__Data for the task__:

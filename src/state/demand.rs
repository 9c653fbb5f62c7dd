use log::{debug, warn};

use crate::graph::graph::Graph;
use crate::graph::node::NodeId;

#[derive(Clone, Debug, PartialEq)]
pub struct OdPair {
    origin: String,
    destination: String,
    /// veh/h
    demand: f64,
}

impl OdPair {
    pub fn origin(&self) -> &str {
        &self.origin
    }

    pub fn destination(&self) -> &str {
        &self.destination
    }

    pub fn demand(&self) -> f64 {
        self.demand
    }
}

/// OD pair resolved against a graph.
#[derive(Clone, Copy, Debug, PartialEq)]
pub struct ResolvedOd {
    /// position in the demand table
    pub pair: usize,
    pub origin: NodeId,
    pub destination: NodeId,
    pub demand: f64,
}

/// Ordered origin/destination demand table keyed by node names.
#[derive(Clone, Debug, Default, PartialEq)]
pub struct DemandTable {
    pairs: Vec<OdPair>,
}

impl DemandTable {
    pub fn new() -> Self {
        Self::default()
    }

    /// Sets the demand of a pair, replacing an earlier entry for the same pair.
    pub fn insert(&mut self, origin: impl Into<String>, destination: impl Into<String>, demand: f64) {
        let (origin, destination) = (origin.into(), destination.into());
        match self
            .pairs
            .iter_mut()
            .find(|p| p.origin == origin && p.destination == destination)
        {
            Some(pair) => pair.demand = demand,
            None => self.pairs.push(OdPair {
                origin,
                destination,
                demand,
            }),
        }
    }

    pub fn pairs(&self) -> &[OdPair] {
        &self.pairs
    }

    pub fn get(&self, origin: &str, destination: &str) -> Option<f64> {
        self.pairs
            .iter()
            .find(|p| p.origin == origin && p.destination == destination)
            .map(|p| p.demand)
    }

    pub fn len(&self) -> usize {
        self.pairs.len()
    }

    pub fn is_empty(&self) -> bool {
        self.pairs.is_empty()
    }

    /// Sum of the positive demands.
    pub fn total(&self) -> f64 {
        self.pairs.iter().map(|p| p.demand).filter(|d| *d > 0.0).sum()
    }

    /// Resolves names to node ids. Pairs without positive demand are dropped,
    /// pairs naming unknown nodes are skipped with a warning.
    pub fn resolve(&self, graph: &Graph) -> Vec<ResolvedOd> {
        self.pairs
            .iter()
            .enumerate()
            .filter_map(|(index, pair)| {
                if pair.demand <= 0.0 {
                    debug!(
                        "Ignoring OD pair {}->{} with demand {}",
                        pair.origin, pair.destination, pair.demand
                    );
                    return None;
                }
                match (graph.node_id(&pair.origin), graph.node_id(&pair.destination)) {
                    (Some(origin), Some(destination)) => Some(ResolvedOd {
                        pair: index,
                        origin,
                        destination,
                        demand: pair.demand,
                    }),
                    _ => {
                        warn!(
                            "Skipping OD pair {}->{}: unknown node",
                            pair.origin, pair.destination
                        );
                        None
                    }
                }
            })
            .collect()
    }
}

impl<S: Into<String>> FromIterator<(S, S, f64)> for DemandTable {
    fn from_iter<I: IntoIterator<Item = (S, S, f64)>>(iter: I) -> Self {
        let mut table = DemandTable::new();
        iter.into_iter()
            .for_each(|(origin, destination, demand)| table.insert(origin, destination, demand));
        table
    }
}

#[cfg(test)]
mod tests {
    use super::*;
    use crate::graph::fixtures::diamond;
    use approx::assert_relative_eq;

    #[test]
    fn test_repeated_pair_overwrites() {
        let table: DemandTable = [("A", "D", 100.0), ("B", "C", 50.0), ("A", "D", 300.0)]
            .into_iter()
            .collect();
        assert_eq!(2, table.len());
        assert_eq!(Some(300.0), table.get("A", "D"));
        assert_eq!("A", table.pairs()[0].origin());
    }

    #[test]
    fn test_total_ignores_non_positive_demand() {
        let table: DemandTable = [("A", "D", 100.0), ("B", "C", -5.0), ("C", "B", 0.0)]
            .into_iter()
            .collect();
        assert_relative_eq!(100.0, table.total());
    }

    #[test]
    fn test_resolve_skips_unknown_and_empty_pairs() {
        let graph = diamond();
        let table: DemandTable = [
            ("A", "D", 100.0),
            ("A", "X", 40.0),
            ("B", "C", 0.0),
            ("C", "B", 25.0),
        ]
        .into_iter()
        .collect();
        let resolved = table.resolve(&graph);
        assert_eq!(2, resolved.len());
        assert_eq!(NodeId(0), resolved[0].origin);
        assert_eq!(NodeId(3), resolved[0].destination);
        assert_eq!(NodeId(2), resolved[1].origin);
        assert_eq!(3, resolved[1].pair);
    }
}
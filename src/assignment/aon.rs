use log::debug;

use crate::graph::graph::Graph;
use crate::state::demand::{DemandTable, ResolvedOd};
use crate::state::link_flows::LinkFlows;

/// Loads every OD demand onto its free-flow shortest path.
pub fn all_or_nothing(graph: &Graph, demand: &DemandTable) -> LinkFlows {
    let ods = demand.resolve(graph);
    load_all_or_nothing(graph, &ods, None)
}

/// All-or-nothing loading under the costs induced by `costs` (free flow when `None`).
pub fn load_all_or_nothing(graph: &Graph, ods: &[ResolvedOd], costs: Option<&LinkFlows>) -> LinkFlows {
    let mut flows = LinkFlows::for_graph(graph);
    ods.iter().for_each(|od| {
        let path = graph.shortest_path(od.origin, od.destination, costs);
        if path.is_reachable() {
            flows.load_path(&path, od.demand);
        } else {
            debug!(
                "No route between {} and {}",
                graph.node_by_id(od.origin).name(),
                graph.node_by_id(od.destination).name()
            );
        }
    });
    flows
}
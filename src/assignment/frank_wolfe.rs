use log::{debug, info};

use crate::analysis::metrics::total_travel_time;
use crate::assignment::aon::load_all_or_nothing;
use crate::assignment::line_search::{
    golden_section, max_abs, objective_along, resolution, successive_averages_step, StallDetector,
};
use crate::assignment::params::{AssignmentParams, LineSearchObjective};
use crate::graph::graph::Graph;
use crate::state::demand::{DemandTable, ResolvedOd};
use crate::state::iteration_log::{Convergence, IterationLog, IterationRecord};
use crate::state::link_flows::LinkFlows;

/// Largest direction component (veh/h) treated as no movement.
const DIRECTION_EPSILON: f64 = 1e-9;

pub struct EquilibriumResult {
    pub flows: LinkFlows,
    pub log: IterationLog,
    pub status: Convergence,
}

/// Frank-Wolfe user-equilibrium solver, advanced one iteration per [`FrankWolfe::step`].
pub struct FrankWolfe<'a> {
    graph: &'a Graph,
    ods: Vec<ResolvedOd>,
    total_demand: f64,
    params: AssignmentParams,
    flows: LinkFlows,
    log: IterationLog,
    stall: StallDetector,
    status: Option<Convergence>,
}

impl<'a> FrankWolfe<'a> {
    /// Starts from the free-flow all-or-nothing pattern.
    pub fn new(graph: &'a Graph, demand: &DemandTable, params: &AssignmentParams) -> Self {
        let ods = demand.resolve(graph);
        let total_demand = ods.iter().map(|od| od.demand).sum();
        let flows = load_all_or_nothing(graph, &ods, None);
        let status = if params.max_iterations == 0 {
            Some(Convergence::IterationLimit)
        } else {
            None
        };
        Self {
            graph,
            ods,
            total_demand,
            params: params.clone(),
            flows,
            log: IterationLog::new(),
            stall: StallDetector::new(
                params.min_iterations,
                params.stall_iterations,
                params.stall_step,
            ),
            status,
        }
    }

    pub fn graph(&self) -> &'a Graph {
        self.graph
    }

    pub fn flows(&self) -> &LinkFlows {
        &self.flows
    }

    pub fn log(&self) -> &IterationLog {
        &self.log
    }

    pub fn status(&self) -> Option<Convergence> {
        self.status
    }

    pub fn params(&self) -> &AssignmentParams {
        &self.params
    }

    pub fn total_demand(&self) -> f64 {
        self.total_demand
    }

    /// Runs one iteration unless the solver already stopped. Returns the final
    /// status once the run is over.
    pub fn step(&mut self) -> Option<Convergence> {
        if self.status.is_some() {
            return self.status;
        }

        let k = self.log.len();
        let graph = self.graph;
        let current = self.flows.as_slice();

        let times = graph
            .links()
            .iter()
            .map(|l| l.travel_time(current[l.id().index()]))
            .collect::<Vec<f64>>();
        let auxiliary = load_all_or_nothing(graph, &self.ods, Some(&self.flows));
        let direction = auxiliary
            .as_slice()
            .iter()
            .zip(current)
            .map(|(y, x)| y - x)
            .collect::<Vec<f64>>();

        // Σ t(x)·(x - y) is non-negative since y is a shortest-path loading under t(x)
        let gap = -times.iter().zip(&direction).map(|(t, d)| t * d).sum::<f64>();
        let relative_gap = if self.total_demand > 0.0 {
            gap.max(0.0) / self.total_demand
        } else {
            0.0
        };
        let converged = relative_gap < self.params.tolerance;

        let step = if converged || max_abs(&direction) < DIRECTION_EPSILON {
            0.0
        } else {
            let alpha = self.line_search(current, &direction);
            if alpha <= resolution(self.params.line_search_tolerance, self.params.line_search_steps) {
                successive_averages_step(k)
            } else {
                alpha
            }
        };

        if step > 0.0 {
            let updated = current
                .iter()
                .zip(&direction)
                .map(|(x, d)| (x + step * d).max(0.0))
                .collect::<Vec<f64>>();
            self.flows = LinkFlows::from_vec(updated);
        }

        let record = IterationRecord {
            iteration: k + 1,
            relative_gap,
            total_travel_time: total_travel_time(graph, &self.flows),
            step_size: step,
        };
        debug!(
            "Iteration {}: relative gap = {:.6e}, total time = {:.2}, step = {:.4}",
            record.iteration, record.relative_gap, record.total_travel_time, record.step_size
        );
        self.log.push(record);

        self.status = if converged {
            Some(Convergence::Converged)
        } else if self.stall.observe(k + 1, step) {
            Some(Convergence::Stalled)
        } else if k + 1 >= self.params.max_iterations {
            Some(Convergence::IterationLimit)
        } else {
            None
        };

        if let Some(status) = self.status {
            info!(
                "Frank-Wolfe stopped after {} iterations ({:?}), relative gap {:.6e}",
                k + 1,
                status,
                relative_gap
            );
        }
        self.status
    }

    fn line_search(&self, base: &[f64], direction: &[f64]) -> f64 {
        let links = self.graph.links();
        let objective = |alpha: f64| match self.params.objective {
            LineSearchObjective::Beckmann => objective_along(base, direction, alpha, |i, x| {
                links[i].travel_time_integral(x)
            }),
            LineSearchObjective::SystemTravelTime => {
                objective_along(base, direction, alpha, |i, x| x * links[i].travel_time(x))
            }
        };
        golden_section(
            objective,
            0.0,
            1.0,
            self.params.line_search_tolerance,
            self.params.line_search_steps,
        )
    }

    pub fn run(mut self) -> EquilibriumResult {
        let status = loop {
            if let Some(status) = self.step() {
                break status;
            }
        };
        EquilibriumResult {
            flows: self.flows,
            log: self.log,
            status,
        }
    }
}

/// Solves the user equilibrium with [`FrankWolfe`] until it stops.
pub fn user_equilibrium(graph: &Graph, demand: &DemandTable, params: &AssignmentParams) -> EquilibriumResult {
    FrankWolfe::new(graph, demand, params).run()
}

__Aim of the exercise__: Look over the records above and say how many lines hold the word "collect", giving the number alone.

__Exercise solution__: 7